* [WHAT YOU HAVE TO DO] Find the word "RawCandidate" in the data below and copy each line that holds it.

* [EXERCISE INPUTS]
//! Federated search execution engine.
//!
//! Picks the source strategy for a classified query, runs the connectors in
//! the order the strategy demands, and isolates per-source failures.

use super::{SearchOptions, SourceError};
use crate::connectors::ConnectorRegistry;
use crate::error::ResolveError;
use crate::model::{Query, QueryKind, RawCandidate, Source};
use std::time::Instant;
use tracing::{debug, warn};

/// Everything the connectors produced for one query.
#[derive(Debug, Default)]
pub struct Orchestration {
    /// Raw candidates in call order.
    pub candidates: Vec<RawCandidate>,
    pub errors: Vec<SourceError>,
    /// Sources that completed without error, in call order.
    pub sources_used: Vec<Source>,
}

impl Orchestration {
    /// Fold one connector outcome in. Only cancellation escapes.
    fn record(
        &mut self,
        source: Source,
        outcome: Result<Vec<RawCandidate>, ResolveError>,
    ) -> Result<(), ResolveError> {
        match outcome {
            Ok(candidates) => {
                self.sources_used.push(source);
                self.candidates.extend(candidates);
                Ok(())
            }
            Err(err) => match SourceError::from_error(source, &err) {
                Some(source_error) => {
                    warn!(
                        target: "skyresolve.engine",
                        source = source.as_str(),
                        error = %err,
                        "Source failed; continuing without it"
                    );
                    self.errors.push(source_error);
                    Ok(())
                }
                None => Err(err),
            },
        }
    }

    fn produced_candidates(&self) -> bool {
        !self.candidates.is_empty()
    }
}

/// Engine for executing per-kind source strategies.
pub struct Orchestrator {
    registry: ConnectorRegistry,
}

impl Orchestrator {
    pub fn new(registry: ConnectorRegistry) -> Self {
        Self { registry }
    }

    pub fn registry(&self) -> &ConnectorRegistry {
        &self.registry
    }

    /// Run the strategy for `query.kind`.
    ///
    /// - coordinate: SIMBAD only.
    /// - minor-body: MPC, then Sesame, then SIMBAD, one after another.
    /// - name: Sesame then SIMBAD; afterwards VizieR and NED concurrently,
    ///   joined by MPC when neither Sesame nor SIMBAD produced a candidate.
    pub async fn run(
        &self,
        query: &Query,
        options: &SearchOptions,
    ) -> Result<Orchestration, ResolveError> {
        if options.cancel.is_cancelled() {
            return Err(ResolveError::Cancelled);
        }

        let mut out = Orchestration::default();
        match query.kind {
            QueryKind::Coordinate => {
                self.sequential(&[Source::Simbad], query, options, &mut out)
                    .await?;
            }
            QueryKind::MinorBody => {
                self.sequential(
                    &[Source::Mpc, Source::Sesame, Source::Simbad],
                    query,
                    options,
                    &mut out,
                )
                .await?;
            }
            QueryKind::Name => {
                self.sequential(&[Source::Sesame, Source::Simbad], query, options, &mut out)
                    .await?;

                let mut supplements = vec![Source::Vizier, Source::Ned];
                if !out.produced_candidates() {
                    supplements.push(Source::Mpc);
                }
                self.concurrent(&supplements, query, options, &mut out)
                    .await?;
            }
        }

        Ok(out)
    }

    async fn sequential(
        &self,
        sources: &[Source],
        query: &Query,
        options: &SearchOptions,
        out: &mut Orchestration,
    ) -> Result<(), ResolveError> {
        for &source in sources {
            if let Some(outcome) = self.invoke(source, query, options).await {
                out.record(source, outcome)?;
            }
        }
        Ok(())
    }

    /// Start every source at once; outcomes are recorded in `sources` order
    /// regardless of completion order.
    async fn concurrent(
        &self,
        sources: &[Source],
        query: &Query,
        options: &SearchOptions,
        out: &mut Orchestration,
    ) -> Result<(), ResolveError> {
        let futures: Vec<_> = sources
            .iter()
            .map(|&source| self.invoke(source, query, options))
            .collect();
        let outcomes = futures::future::join_all(futures).await;

        for (&source, outcome) in sources.iter().zip(outcomes) {
            if let Some(outcome) = outcome {
                out.record(source, outcome)?;
            }
        }
        Ok(())
    }

    /// `None` when the source is excluded by the options or not registered.
    async fn invoke(
        &self,
        source: Source,
        query: &Query,
        options: &SearchOptions,
    ) -> Option<Result<Vec<RawCandidate>, ResolveError>> {
        if !options.includes(source) {
            return None;
        }
        let connector = self.registry.get(source)?;
        if options.cancel.is_cancelled() {
            return Some(Err(ResolveError::Cancelled));
        }

        let start = Instant::now();
        let outcome = connector.search(query, options).await;
        debug!(
            target: "skyresolve.engine",
            source = source.as_str(),
            ok = outcome.is_ok(),
            candidates = outcome.as_ref().map(Vec::len).unwrap_or(0),
            elapsed_ms = start.elapsed().as_millis() as u64,
            "Source finished"
        );
        Some(outcome)
    }
}

#[cfg(test)]
mod tests {
    use super::*;
    use crate::connectors::SourceConnector;
    use crate::coords::Coordinate;
    use async_trait::async_trait;
    use std::sync::{Arc, Mutex};
    use std::time::Duration;
    use tokio_util::sync::CancellationToken;

    type Outcome = fn(Source) -> Result<Vec<RawCandidate>, ResolveError>;

    struct FakeConnector {
        source: Source,
        outcome: Outcome,
        delay: Duration,
        calls: Arc<Mutex<Vec<Source>>>,
    }

    #[async_trait]
    impl SourceConnector for FakeConnector {
        fn source(&self) -> Source {
            self.source
        }

        async fn search(
            &self,
            _query: &Query,
            _options: &SearchOptions,
        ) -> Result<Vec<RawCandidate>, ResolveError> {
            self.calls.lock().unwrap().push(self.source);
            tokio::time::sleep(self.delay).await;
            (self.outcome)(self.source)
        }

        async fn probe(
            &self,
            _timeout: Duration,
            _cancel: &CancellationToken,
        ) -> Result<(), ResolveError> {
            Ok(())
        }
    }

    fn one(source: Source) -> Result<Vec<RawCandidate>, ResolveError> {
        let offset = source.trust_rank() as f64 * 10.0;
        Ok(vec![RawCandidate::new(source, source.as_str(), offset, 0.0)])
    }

    fn none(_: Source) -> Result<Vec<RawCandidate>, ResolveError> {
        Ok(Vec::new())
    }

    fn down(_: Source) -> Result<Vec<RawCandidate>, ResolveError> {
        Err(ResolveError::network("connection refused"))
    }

    fn cancelled(_: Source) -> Result<Vec<RawCandidate>, ResolveError> {
        Err(ResolveError::Cancelled)
    }

    struct Harness {
        engine: Orchestrator,
        calls: Arc<Mutex<Vec<Source>>>,
    }

    impl Harness {
        fn new(setup: &[(Source, Outcome, u64)]) -> Self {
            let calls = Arc::new(Mutex::new(Vec::new()));
            let mut registry = ConnectorRegistry::new();
            for &(source, outcome, delay_ms) in setup {
                registry.register(Arc::new(FakeConnector {
                    source,
                    outcome,
                    delay: Duration::from_millis(delay_ms),
                    calls: Arc::clone(&calls),
                }));
            }
            Self {
                engine: Orchestrator::new(registry),
                calls,
            }
        }

        fn all(outcome: Outcome) -> Self {
            let setup: Vec<_> = Source::ALL.iter().map(|&s| (s, outcome, 0)).collect();
            Self::new(&setup)
        }

        fn calls(&self) -> Vec<Source> {
            self.calls.lock().unwrap().clone()
        }
    }

    #[tokio::test]
    async fn test_coordinate_queries_only_simbad() {
        let harness = Harness::all(one);
        let query = Query::coordinate("10.68 41.27", Coordinate { ra: 10.68, dec: 41.27 });
        let out = harness
            .engine
            .run(&query, &SearchOptions::default())
            .await
            .unwrap();
        assert_eq!(harness.calls(), vec![Source::Simbad]);
        assert_eq!(out.sources_used, vec![Source::Simbad]);
    }

    #[tokio::test]
    async fn test_minor_body_order() {
        let harness = Harness::all(one);
        let query = Query::minor_body("2024 AB", "2024 AB");
        harness
            .engine
            .run(&query, &SearchOptions::default())
            .await
            .unwrap();
        assert_eq!(
            harness.calls(),
            vec![Source::Mpc, Source::Sesame, Source::Simbad]
        );
    }

    #[tokio::test(start_paused = true)]
    async fn test_name_stage_two_order_is_fixed() {
        let harness = Harness::new(&[
            (Source::Sesame, one, 0),
            (Source::Simbad, one, 0),
            (Source::Vizier, one, 300),
            (Source::Ned, one, 10),
            (Source::Mpc, one, 0),
        ]);
        let out = harness
            .engine
            .run(&Query::name("M31"), &SearchOptions::default())
            .await
            .unwrap();

        let calls = harness.calls();
        assert_eq!(&calls[..2], &[Source::Sesame, Source::Simbad]);
        assert!(!calls.contains(&Source::Mpc));
        let order: Vec<Source> = out.candidates.iter().map(|c| c.source).collect();
        assert_eq!(
            order,
            vec![Source::Sesame, Source::Simbad, Source::Vizier, Source::Ned]
        );
    }

    #[tokio::test]
    async fn test_name_falls_back_to_mpc_when_unresolved() {
        let harness = Harness::new(&[
            (Source::Sesame, none, 0),
            (Source::Simbad, none, 0),
            (Source::Vizier, none, 0),
            (Source::Ned, none, 0),
            (Source::Mpc, one, 0),
        ]);
        let out = harness
            .engine
            .run(&Query::name("Ceres"), &SearchOptions::default())
            .await
            .unwrap();
        assert!(harness.calls().contains(&Source::Mpc));
        assert_eq!(out.candidates.len(), 1);
        assert_eq!(out.candidates[0].source, Source::Mpc);
    }

    #[tokio::test]
    async fn test_failures_are_isolated() {
        let harness = Harness::new(&[
            (Source::Sesame, down, 0),
            (Source::Simbad, one, 0),
            (Source::Vizier, none, 0),
            (Source::Ned, none, 0),
        ]);
        let out = harness
            .engine
            .run(&Query::name("M31"), &SearchOptions::default())
            .await
            .unwrap();
        assert_eq!(out.errors.len(), 1);
        assert_eq!(out.errors[0].source, Source::Sesame);
        assert_eq!(
            out.sources_used,
            vec![Source::Simbad, Source::Vizier, Source::Ned]
        );
        assert_eq!(out.candidates.len(), 1);
    }

    #[tokio::test]
    async fn test_cancellation_aborts_search() {
        let harness = Harness::new(&[(Source::Sesame, cancelled, 0), (Source::Simbad, one, 0)]);
        let err = harness
            .engine
            .run(&Query::name("M31"), &SearchOptions::default())
            .await
            .unwrap_err();
        assert!(err.is_cancelled());
        assert_eq!(harness.calls(), vec![Source::Sesame]);
    }

    #[tokio::test]
    async fn test_cancelled_before_dispatch() {
        let harness = Harness::all(one);
        let options = SearchOptions::default();
        options.cancel.cancel();
        let err = harness
            .engine
            .run(&Query::name("M31"), &options)
            .await
            .unwrap_err();
        assert!(err.is_cancelled());
        assert!(harness.calls().is_empty());
    }

    #[tokio::test]
    async fn test_source_filter() {
        let harness = Harness::all(one);
        let options = SearchOptions::default().with_sources([Source::Simbad, Source::Ned]);
        let out = harness
            .engine
            .run(&Query::name("M31"), &options)
            .await
            .unwrap();
        assert_eq!(out.sources_used, vec![Source::Simbad, Source::Ned]);
    }
}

* [ANSWER AREA]
use crate::model::{Query, QueryKind, RawCandidate, Source};
    pub candidates: Vec<RawCandidate>,
        outcome: Result<Vec<RawCandidate>, ResolveError>,
    ) -> Option<Result<Vec<RawCandidate>, ResolveError>> {
    type Outcome = fn(Source) -> Result<Vec<RawCandidate>, ResolveError>;
        ) -> Result<Vec<RawCandidate>, ResolveError> {
    fn one(source: Source) -> Result<Vec<RawCandidate>, ResolveError> {
        Ok(vec![RawCandidate::new(source, source.as_str(), offset, 0.0)])
    fn none(_: Source) -> Result<Vec<RawCandidate>, ResolveError> {
    fn down(_: Source) -> Result<Vec<RawCandidate>, ResolveError> {
    fn cancelled(_: Source) -> Result<Vec<RawCandidate>, ResolveError> {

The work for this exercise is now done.